→ **WHAT YOU HAVE TO DO**: The records should be restated exactly from their first line through the line with "use tracing::debug;" in it.

Collected data entries
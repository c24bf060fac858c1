pub mod exchange;
pub mod polygon;
pub mod polygon_set;
pub mod ring;

pub use exchange::FlatPolygons;
pub use polygon::Polygon;
pub use polygon_set::{FillRule, PolygonSet};
pub use ring::Ring;
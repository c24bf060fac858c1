use tracing::debug;

use crate::error::DataError;
use crate::geometry::{Polygon, PolygonSet, Ring};
use crate::math::polygon_2d::{is_collinear, signed_area_2d};
use crate::math::Point2;

/// Normalizes a polygon.
///
/// Consecutive duplicate vertices are removed, including a closing point that
/// repeats the first one. The outer ring is oriented counter-clockwise and
/// every hole clockwise.
///
/// # Errors
///
/// Returns a [`DataError`] if a coordinate is not finite, a ring has fewer
/// than three distinct points, or a ring has zero area.
pub fn normalize(polygon: &Polygon) -> Result<Polygon, DataError> {
    normalize_at(polygon, 0)
}

pub(crate) fn normalize_at(polygon: &Polygon, index: usize) -> Result<Polygon, DataError> {
    let outer = normalize_ring(&polygon.outer, index, 0, true)?;
    let holes = polygon
        .holes
        .iter()
        .enumerate()
        .map(|(k, hole)| normalize_ring(hole, index, k + 1, false))
        .collect::<Result<Vec<_>, _>>()?;
    Ok(Polygon::new(outer, holes))
}

fn normalize_ring(ring: &Ring, polygon: usize, index: usize, outer: bool) -> Result<Ring, DataError> {
    let points = clean_ring(ring, polygon, index)?;
    if has_zero_area(&points) {
        return Err(DataError::ZeroArea {
            polygon,
            ring: index,
        });
    }
    Ok(orient(points, outer))
}

/// Rejects non-finite coordinates and removes consecutive duplicates.
pub(crate) fn clean_ring(ring: &Ring, polygon: usize, index: usize) -> Result<Vec<Point2>, DataError> {
    if let Some(p) = ring.points.iter().find(|p| !p.x.is_finite() || !p.y.is_finite()) {
        return Err(DataError::NonFiniteCoordinate {
            polygon,
            ring: index,
            x: p.x,
            y: p.y,
        });
    }
    let mut points = ring.points.clone();
    dedup_ring(&mut points);
    if points.len() < 3 {
        return Err(DataError::TooFewPoints {
            polygon,
            ring: index,
            count: points.len(),
        });
    }
    Ok(points)
}

/// Drops consecutive duplicates, treating the ring as cyclic.
pub(crate) fn dedup_ring(points: &mut Vec<Point2>) {
    points.dedup();
    while points.len() > 1 && points.first() == points.last() {
        points.pop();
    }
}

pub(crate) fn has_zero_area(points: &[Point2]) -> bool {
    is_collinear(points) || signed_area_2d(points) == 0.0
}

/// Builds a ring with the requested orientation.
pub(crate) fn orient(mut points: Vec<Point2>, ccw: bool) -> Ring {
    if (signed_area_2d(&points) > 0.0) != ccw {
        points.reverse();
    }
    Ring::new(points)
}

/// Prepares one boolean operand: every usable ring, with outer rings
/// counter-clockwise and holes clockwise.
///
/// Preparation is forgiving. Rings with fewer than three distinct points or
/// with all points on one line are skipped (a polygon whose outer ring is
/// skipped loses its holes too). Self-intersecting rings are kept as they
/// are; rings with zero net area keep their orientation.
pub(crate) fn prepare_operand(set: &PolygonSet) -> Result<Vec<Vec<Point2>>, DataError> {
    let mut rings = Vec::new();
    for (index, polygon) in set.iter().enumerate() {
        let Some(outer) = prepare_ring(&polygon.outer, index, 0, true)? else {
            debug!(polygon = index, "skipping polygon with degenerate outer ring");
            continue;
        };
        rings.push(outer);
        for (k, hole) in polygon.holes.iter().enumerate() {
            match prepare_ring(hole, index, k + 1, false)? {
                Some(points) => rings.push(points),
                None => debug!(polygon = index, ring = k + 1, "skipping degenerate hole"),
            }
        }
    }
    Ok(rings)
}

fn prepare_ring(ring: &Ring, polygon: usize, index: usize, outer: bool) -> Result<Option<Vec<Point2>>, DataError> {
    let mut points = match clean_ring(ring, polygon, index) {
        Ok(points) => points,
        Err(DataError::TooFewPoints { .. }) => return Ok(None),
        Err(e) => return Err(e),
    };
    if is_collinear(&points) {
        return Ok(None);
    }
    let area = signed_area_2d(&points);
    if (outer && area < 0.0) || (!outer && area > 0.0) {
        points.reverse();
    }
    Ok(Some(points))
}
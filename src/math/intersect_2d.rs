use super::predicates::{orientation, Orientation};
use super::{Point2, Vector2};

/// Result of intersecting two closed segments.
#[derive(Debug, Clone, Copy, PartialEq)]
pub enum SegmentIntersection {
    None,
    /// A single shared point: a crossing, a T-junction or a shared endpoint.
    Point(Point2),
    /// Collinear overlap of positive length, ordered along the first segment.
    Overlap(Point2, Point2),
}

/// Parametric 2D line-line intersection.
///
/// Given lines `p1 + t * d1` and `p2 + u * d2`, returns `(t, u)` if not parallel.
#[must_use]
pub fn line_line_intersect_2d(
    p1: &Point2,
    d1: &Vector2,
    p2: &Point2,
    d2: &Vector2,
) -> Option<(f64, f64)> {
    let cross = d1.x * d2.y - d1.y * d2.x;
    if cross == 0.0 {
        return None;
    }
    let dx = p2.x - p1.x;
    let dy = p2.y - p1.y;
    let t = (dx * d2.y - dy * d2.x) / cross;
    let u = (dx * d1.y - dy * d1.x) / cross;
    Some((t, u))
}

/// Bounded segment-segment intersection in 2D.
///
/// Touches and T-junctions are classified with the exact orientation
/// predicate and report the touching endpoint itself, so segments that share a
/// vertex always agree on the shared point. Only proper crossings compute a
/// new point.
#[must_use]
pub fn segment_intersect(a0: &Point2, a1: &Point2, b0: &Point2, b1: &Point2) -> SegmentIntersection {
    if a0 == a1 || b0 == b1 {
        return degenerate_intersect(a0, a1, b0, b1);
    }

    let o1 = orientation(a0, a1, b0);
    let o2 = orientation(a0, a1, b1);
    let o3 = orientation(b0, b1, a0);
    let o4 = orientation(b0, b1, a1);

    if o1 == Orientation::Collinear && o2 == Orientation::Collinear {
        return collinear_overlap(a0, a1, b0, b1);
    }

    if o1.signum() * o2.signum() > 0 || o3.signum() * o4.signum() > 0 {
        return SegmentIntersection::None;
    }

    // Endpoint touches, checked in a fixed order.
    if o1 == Orientation::Collinear {
        return SegmentIntersection::Point(*b0);
    }
    if o2 == Orientation::Collinear {
        return SegmentIntersection::Point(*b1);
    }
    if o3 == Orientation::Collinear {
        return SegmentIntersection::Point(*a0);
    }
    if o4 == Orientation::Collinear {
        return SegmentIntersection::Point(*a1);
    }

    let da = a1 - a0;
    let db = b1 - b0;
    match line_line_intersect_2d(a0, &da, b0, &db) {
        Some((t, _)) => {
            let t = t.clamp(0.0, 1.0);
            SegmentIntersection::Point(Point2::new(a0.x + da.x * t, a0.y + da.y * t))
        }
        None => SegmentIntersection::None,
    }
}

/// Returns `true` if `p`, already known to be collinear with `a`-`b`, lies
/// within the closed segment.
#[must_use]
pub fn collinear_between(a: &Point2, b: &Point2, p: &Point2) -> bool {
    p.x >= a.x.min(b.x) && p.x <= a.x.max(b.x) && p.y >= a.y.min(b.y) && p.y <= a.y.max(b.y)
}

fn degenerate_intersect(a0: &Point2, a1: &Point2, b0: &Point2, b1: &Point2) -> SegmentIntersection {
    let (point, s0, s1) = if a0 == a1 { (a0, b0, b1) } else { (b0, a0, a1) };
    let on = if s0 == s1 {
        point == s0
    } else {
        orientation(s0, s1, point) == Orientation::Collinear && collinear_between(s0, s1, point)
    };
    if on {
        SegmentIntersection::Point(*point)
    } else {
        SegmentIntersection::None
    }
}

fn collinear_overlap(a0: &Point2, a1: &Point2, b0: &Point2, b1: &Point2) -> SegmentIntersection {
    // Project on the dominant axis of segment a.
    let use_x = (a1.x - a0.x).abs() >= (a1.y - a0.y).abs();
    let key = |p: &Point2| if use_x { p.x } else { p.y };
    let forward = key(a1) >= key(a0);
    let along = |p: &Point2| if forward { key(p) } else { -key(p) };

    let (a_lo, a_hi) = (a0, a1);
    let (b_lo, b_hi) = if along(b0) <= along(b1) { (b0, b1) } else { (b1, b0) };

    let lo = if along(b_lo) > along(a_lo) { b_lo } else { a_lo };
    let hi = if along(b_hi) < along(a_hi) { b_hi } else { a_hi };

    let (lo_key, hi_key) = (along(lo), along(hi));
    if lo_key > hi_key {
        SegmentIntersection::None
    } else if lo_key == hi_key {
        SegmentIntersection::Point(*lo)
    } else {
        SegmentIntersection::Overlap(*lo, *hi)
    }
}
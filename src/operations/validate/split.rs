use std::collections::HashMap;
use std::hash::Hash;

/// Cuts a closed vertex cycle at every repeated vertex into loops without
/// repetitions.
///
/// The cycle is walked once while a path of pending vertices is kept. When
/// a vertex already on the path shows up again, the stretch since its first
/// occurrence is emitted as a loop and the path resumes from that vertex.
/// Loops are emitted innermost first; the remainder of the path is the last
/// loop. Loops with fewer than three vertices are returned too and are
/// left to the caller to discard.
pub(crate) fn split_at_repeated_vertices<T, K>(cycle: &[T], key: impl Fn(&T) -> K) -> Vec<Vec<T>>
where
    T: Copy,
    K: Eq + Hash,
{
    let mut loops = Vec::new();
    let mut path: Vec<T> = Vec::with_capacity(cycle.len());
    let mut position: HashMap<K, usize> = HashMap::with_capacity(cycle.len());

    for item in cycle {
        if let Some(&start) = position.get(&key(item)) {
            let tail: Vec<T> = path.drain(start + 1..).collect();
            for t in &tail {
                position.remove(&key(t));
            }
            let mut closed = Vec::with_capacity(tail.len() + 1);
            closed.push(path[start]);
            closed.extend(tail);
            loops.push(closed);
        } else {
            position.insert(key(item), path.len());
            path.push(*item);
        }
    }
    if !path.is_empty() {
        loops.push(path);
    }
    loops
}
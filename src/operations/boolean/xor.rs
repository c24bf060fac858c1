use crate::error::Result;
use crate::geometry::PolygonSet;

use super::engine::boolean_execute;
use super::options::BooleanOptions;
use super::select::Operation;

/// Computes the symmetric difference of two polygon sets.
pub struct Xor<'a> {
    a: &'a PolygonSet,
    b: &'a PolygonSet,
    options: BooleanOptions,
}

impl<'a> Xor<'a> {
    /// Creates a new `Xor` operation.
    #[must_use]
    pub fn new(a: &'a PolygonSet, b: &'a PolygonSet) -> Self {
        Self {
            a,
            b,
            options: BooleanOptions::default(),
        }
    }

    #[must_use]
    pub fn with_options(mut self, options: BooleanOptions) -> Self {
        self.options = options;
        self
    }

    /// Executes the symmetric difference.
    ///
    /// # Errors
    ///
    /// Returns an error if either input is malformed or the arrangement
    /// cannot be built.
    pub fn execute(&self) -> Result<PolygonSet> {
        boolean_execute(self.a, self.b, Operation::Xor, &self.options)
    }
}
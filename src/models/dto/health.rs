use chrono::{DateTime, Utc};
use serde::{Deserialize, Serialize};
use utoipa::ToSchema;

#[derive(Debug, Deserialize, Serialize, ToSchema)]
pub struct HealthResponse {
    #[schema(example = "ok")]
    pub status: String,
    pub timestamp: DateTime<Utc>,
}
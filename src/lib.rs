pub mod app_state;
pub mod config;
pub mod models;
pub mod routes;
pub mod store;

pub use app_state::AppState;
pub use config::Config;
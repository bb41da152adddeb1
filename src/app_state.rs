use crate::config::Config;
use crate::store::UserStore;

pub struct AppState {
    pub store: UserStore,
    pub config: Config,
}
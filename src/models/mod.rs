pub mod dto;
pub mod error;
pub mod user;
pub use error::Error;
pub use user::User;
pub mod health;
pub mod message;
pub mod user;
pub use health::HealthResponse;
pub use message::Message;
pub use user::*;

use utoipa::OpenApi;

#[derive(OpenApi)]
#[openapi(components(schemas(
    Message,
    HealthResponse,
    NewUser,
    UpdateUser,
    UserResponse,
)))]
/// Captures OpenAPI schemas defined in the DTO module
pub struct OpenApiSchemas;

→ **RESPONSE**:
repository c24bf060fac858c1
pub mod exchange;
pub mod polygon;
pub mod polygon_set;
pub mod ring;

pub use exchange::FlatPolygons;
pub use polygon::Polygon;
pub use polygon_set::{FillRule, PolygonSet};
pub use ring::Ring;
repository c24bf060fac858c1
use tracing::debug;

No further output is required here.